With nothing added or dropped, output every record below exactly.

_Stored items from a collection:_
"""

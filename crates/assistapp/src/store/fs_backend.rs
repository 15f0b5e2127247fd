use super::backend::{LineBackend, RawLine};
use crate::error::Result;
use std::fs::{self, OpenOptions};
use std::io::{Read, Seek, SeekFrom, Write};
use std::path::{Path, PathBuf};
use uuid::Uuid;

/// One record file on disk.
pub struct FsBackend {
    path: PathBuf,
}

impl FsBackend {
    pub fn new(path: impl Into<PathBuf>) -> Self {
        Self { path: path.into() }
    }

    pub fn path(&self) -> &Path {
        &self.path
    }

    fn ensure_dir(&self) -> Result<()> {
        if let Some(parent) = self.path.parent() {
            if !parent.as_os_str().is_empty() && !parent.exists() {
                fs::create_dir_all(parent)?;
            }
        }
        Ok(())
    }

    /// A hand-edited file may lack its final newline; appending straight
    /// after it would glue two records together.
    fn ends_mid_line(file: &mut fs::File) -> Result<bool> {
        let len = file.metadata()?.len();
        if len == 0 {
            return Ok(false);
        }
        file.seek(SeekFrom::Start(len - 1))?;
        let mut last = [0u8; 1];
        file.read_exact(&mut last)?;
        Ok(last[0] != b'\n')
    }
}

/// Splits on `\n`, dropping a trailing `\r` and the empty tail after a final
/// newline. Each line is decoded on its own.
fn split_lines(bytes: &[u8]) -> Vec<RawLine> {
    if bytes.is_empty() {
        return Vec::new();
    }
    let body = bytes.strip_suffix(b"\n").unwrap_or(bytes);
    body.split(|b| *b == b'\n')
        .map(|line| {
            let line = line.strip_suffix(b"\r").unwrap_or(line);
            String::from_utf8(line.to_vec())
        })
        .collect()
}

impl LineBackend for FsBackend {
    fn read_lines(&self) -> Result<Option<Vec<RawLine>>> {
        if !self.path.exists() {
            self.ensure_dir()?;
            return Ok(None);
        }
        let bytes = fs::read(&self.path)?;
        Ok(Some(split_lines(&bytes)))
    }

    fn append_line(&self, line: &str) -> Result<()> {
        self.ensure_dir()?;
        let mut file = OpenOptions::new()
            .read(true)
            .append(true)
            .create(true)
            .open(&self.path)?;

        let mut buf = String::with_capacity(line.len() + 2);
        if Self::ends_mid_line(&mut file)? {
            buf.push('\n');
        }
        buf.push_str(line);
        buf.push('\n');
        file.write_all(buf.as_bytes())?;
        Ok(())
    }

    fn rewrite(&self, lines: &[String]) -> Result<()> {
        self.ensure_dir()?;

        let mut content = lines.join("\n");
        if !content.is_empty() {
            content.push('\n');
        }

        // Atomic Write
        let file_name = self
            .path
            .file_name()
            .map(|n| n.to_string_lossy().into_owned())
            .unwrap_or_default();
        let tmp_file = self
            .path
            .with_file_name(format!(".{}-{}.tmp", file_name, Uuid::new_v4()));
        fs::write(&tmp_file, content)?;
        if let Err(e) = fs::rename(&tmp_file, &self.path) {
            let _ = fs::remove_file(&tmp_file);
            return Err(e.into());
        }
        Ok(())
    }

    fn location(&self) -> PathBuf {
        self.path.clone()
    }
}

#[cfg(test)]
mod tests {
    use super::*;
    use tempfile::tempdir;

    #[test]
    fn missing_file_reads_as_none_and_creates_dir() {
        let dir = tempdir().unwrap();
        let backend = FsBackend::new(dir.path().join("nested/data/todo_list.txt"));

        assert_eq!(backend.read_lines().unwrap(), None);
        assert!(dir.path().join("nested/data").is_dir());
    }

    #[test]
    fn append_then_read() {
        let dir = tempdir().unwrap();
        let backend = FsBackend::new(dir.path().join("log.txt"));

        backend.append_line("one").unwrap();
        backend.append_line("two").unwrap();

        assert_eq!(
            backend.read_lines().unwrap(),
            Some(vec![Ok("one".to_string()), Ok("two".to_string())])
        );
        assert_eq!(
            fs::read_to_string(backend.path()).unwrap(),
            "one\ntwo\n"
        );
    }

    #[test]
    fn append_repairs_missing_final_newline() {
        let dir = tempdir().unwrap();
        let path = dir.path().join("log.txt");
        fs::write(&path, "hand edited").unwrap();

        let backend = FsBackend::new(&path);
        backend.append_line("next").unwrap();

        assert_eq!(fs::read_to_string(&path).unwrap(), "hand edited\nnext\n");
    }

    #[test]
    fn rewrite_replaces_contents_and_leaves_no_tmp_files() {
        let dir = tempdir().unwrap();
        let backend = FsBackend::new(dir.path().join("log.txt"));
        backend.append_line("old").unwrap();

        backend
            .rewrite(&["a".to_string(), "b".to_string()])
            .unwrap();

        assert_eq!(fs::read_to_string(backend.path()).unwrap(), "a\nb\n");
        let leftovers: Vec<_> = fs::read_dir(dir.path())
            .unwrap()
            .filter_map(|e| e.ok())
            .filter(|e| e.file_name().to_string_lossy().ends_with(".tmp"))
            .collect();
        assert!(leftovers.is_empty());
    }

    #[test]
    fn rewrite_with_no_lines_empties_the_file() {
        let dir = tempdir().unwrap();
        let backend = FsBackend::new(dir.path().join("log.txt"));
        backend.append_line("old").unwrap();

        backend.rewrite(&[]).unwrap();

        assert_eq!(fs::read_to_string(backend.path()).unwrap(), "");
        assert_eq!(backend.read_lines().unwrap(), Some(vec![]));
    }

    #[test]
    fn reads_crlf_files() {
        let dir = tempdir().unwrap();
        let path = dir.path().join("log.txt");
        fs::write(&path, "a\r\nb\r\n").unwrap();

        let backend = FsBackend::new(&path);
        assert_eq!(
            backend.read_lines().unwrap(),
            Some(vec![Ok("a".to_string()), Ok("b".to_string())])
        );
    }

    #[test]
    fn invalid_utf8_fails_only_its_own_line() {
        let dir = tempdir().unwrap();
        let path = dir.path().join("log.txt");
        fs::write(&path, b"a\n\xff\xfe\nb").unwrap();

        let lines = FsBackend::new(&path).read_lines().unwrap().unwrap();
        assert_eq!(lines.len(), 3);
        assert_eq!(lines[0], Ok("a".to_string()));
        assert!(lines[1].is_err());
        assert_eq!(lines[2], Ok("b".to_string()));
    }

    #[test]
    fn split_keeps_interior_blank_lines() {
        assert!(split_lines(b"").is_empty());
        assert_eq!(split_lines(b"\n"), vec![Ok(String::new())]);
        assert_eq!(
            split_lines(b"x\n\ny\n"),
            vec![Ok("x".to_string()), Ok(String::new()), Ok("y".to_string())]
        );
    }
}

"""

_COMPLETED TASK:_
filename crates/assistapp/src/store/fs_backend.rs
repository 15f0b5e2127247fd
use super::backend::{LineBackend, RawLine};
use crate::error::Result;
use std::fs::{self, OpenOptions};
use std::io::{Read, Seek, SeekFrom, Write};
use std::path::{Path, PathBuf};
use uuid::Uuid;

/// One record file on disk.
pub struct FsBackend {
    path: PathBuf,
}

impl FsBackend {
    pub fn new(path: impl Into<PathBuf>) -> Self {
        Self { path: path.into() }
    }

    pub fn path(&self) -> &Path {
        &self.path
    }

    fn ensure_dir(&self) -> Result<()> {
        if let Some(parent) = self.path.parent() {
            if !parent.as_os_str().is_empty() && !parent.exists() {
                fs::create_dir_all(parent)?;
            }
        }
        Ok(())
    }

    /// A hand-edited file may lack its final newline; appending straight
    /// after it would glue two records together.
    fn ends_mid_line(file: &mut fs::File) -> Result<bool> {
        let len = file.metadata()?.len();
        if len == 0 {
            return Ok(false);
        }
        file.seek(SeekFrom::Start(len - 1))?;
        let mut last = [0u8; 1];
        file.read_exact(&mut last)?;
        Ok(last[0] != b'\n')
    }
}

/// Splits on `\n`, dropping a trailing `\r` and the empty tail after a final
/// newline. Each line is decoded on its own.
fn split_lines(bytes: &[u8]) -> Vec<RawLine> {
    if bytes.is_empty() {
        return Vec::new();
    }
    let body = bytes.strip_suffix(b"\n").unwrap_or(bytes);
    body.split(|b| *b == b'\n')
        .map(|line| {
            let line = line.strip_suffix(b"\r").unwrap_or(line);
            String::from_utf8(line.to_vec())
        })
        .collect()
}

impl LineBackend for FsBackend {
    fn read_lines(&self) -> Result<Option<Vec<RawLine>>> {
        if !self.path.exists() {
            self.ensure_dir()?;
            return Ok(None);
        }
        let bytes = fs::read(&self.path)?;
        Ok(Some(split_lines(&bytes)))
    }

    fn append_line(&self, line: &str) -> Result<()> {
        self.ensure_dir()?;
        let mut file = OpenOptions::new()
            .read(true)
            .append(true)
            .create(true)
            .open(&self.path)?;

        let mut buf = String::with_capacity(line.len() + 2);
        if Self::ends_mid_line(&mut file)? {
            buf.push('\n');
        }
        buf.push_str(line);
        buf.push('\n');
        file.write_all(buf.as_bytes())?;
        Ok(())
    }

    fn rewrite(&self, lines: &[String]) -> Result<()> {
        self.ensure_dir()?;

        let mut content = lines.join("\n");
        if !content.is_empty() {
            content.push('\n');
        }

        // Atomic Write
        let file_name = self
            .path
            .file_name()
            .map(|n| n.to_string_lossy().into_owned())
            .unwrap_or_default();
        let tmp_file = self
            .path
            .with_file_name(format!(".{}-{}.tmp", file_name, Uuid::new_v4()));
        fs::write(&tmp_file, content)?;
        if let Err(e) = fs::rename(&tmp_file, &self.path) {
            let _ = fs::remove_file(&tmp_file);
            return Err(e.into());
        }
        Ok(())
    }

    fn location(&self) -> PathBuf {
        self.path.clone()
    }
}

#[cfg(test)]
mod tests {
    use super::*;
    use tempfile::tempdir;

    #[test]
    fn missing_file_reads_as_none_and_creates_dir() {
        let dir = tempdir().unwrap();
        let backend = FsBackend::new(dir.path().join("nested/data/todo_list.txt"));

        assert_eq!(backend.read_lines().unwrap(), None);
        assert!(dir.path().join("nested/data").is_dir());
    }

    #[test]
    fn append_then_read() {
        let dir = tempdir().unwrap();
        let backend = FsBackend::new(dir.path().join("log.txt"));

        backend.append_line("one").unwrap();
        backend.append_line("two").unwrap();

        assert_eq!(
            backend.read_lines().unwrap(),
            Some(vec![Ok("one".to_string()), Ok("two".to_string())])
        );
        assert_eq!(
            fs::read_to_string(backend.path()).unwrap(),
            "one\ntwo\n"
        );
    }

    #[test]
    fn append_repairs_missing_final_newline() {
        let dir = tempdir().unwrap();
        let path = dir.path().join("log.txt");
        fs::write(&path, "hand edited").unwrap();

        let backend = FsBackend::new(&path);
        backend.append_line("next").unwrap();

        assert_eq!(fs::read_to_string(&path).unwrap(), "hand edited\nnext\n");
    }

    #[test]
    fn rewrite_replaces_contents_and_leaves_no_tmp_files() {
        let dir = tempdir().unwrap();
        let backend = FsBackend::new(dir.path().join("log.txt"));
        backend.append_line("old").unwrap();

        backend
            .rewrite(&["a".to_string(), "b".to_string()])
            .unwrap();

        assert_eq!(fs::read_to_string(backend.path()).unwrap(), "a\nb\n");
        let leftovers: Vec<_> = fs::read_dir(dir.path())
            .unwrap()
            .filter_map(|e| e.ok())
            .filter(|e| e.file_name().to_string_lossy().ends_with(".tmp"))
            .collect();
        assert!(leftovers.is_empty());
    }

    #[test]
    fn rewrite_with_no_lines_empties_the_file() {
        let dir = tempdir().unwrap();
        let backend = FsBackend::new(dir.path().join("log.txt"));
        backend.append_line("old").unwrap();

        backend.rewrite(&[]).unwrap();

        assert_eq!(fs::read_to_string(backend.path()).unwrap(), "");
        assert_eq!(backend.read_lines().unwrap(), Some(vec![]));
    }

    #[test]
    fn reads_crlf_files() {
        let dir = tempdir().unwrap();
        let path = dir.path().join("log.txt");
        fs::write(&path, "a\r\nb\r\n").unwrap();

        let backend = FsBackend::new(&path);
        assert_eq!(
            backend.read_lines().unwrap(),
            Some(vec![Ok("a".to_string()), Ok("b".to_string())])
        );
    }

    #[test]
    fn invalid_utf8_fails_only_its_own_line() {
        let dir = tempdir().unwrap();
        let path = dir.path().join("log.txt");
        fs::write(&path, b"a\n\xff\xfe\nb").unwrap();

        let lines = FsBackend::new(&path).read_lines().unwrap().unwrap();
        assert_eq!(lines.len(), 3);
        assert_eq!(lines[0], Ok("a".to_string()));
        assert!(lines[1].is_err());
        assert_eq!(lines[2], Ok("b".to_string()));
    }

    #[test]
    fn split_keeps_interior_blank_lines() {
        assert!(split_lines(b"").is_empty());
        assert_eq!(split_lines(b"\n"), vec![Ok(String::new())]);
        assert_eq!(
            split_lines(b"x\n\ny\n"),
            vec![Ok("x".to_string()), Ok(String::new()), Ok("y".to_string())]
        );
    }
}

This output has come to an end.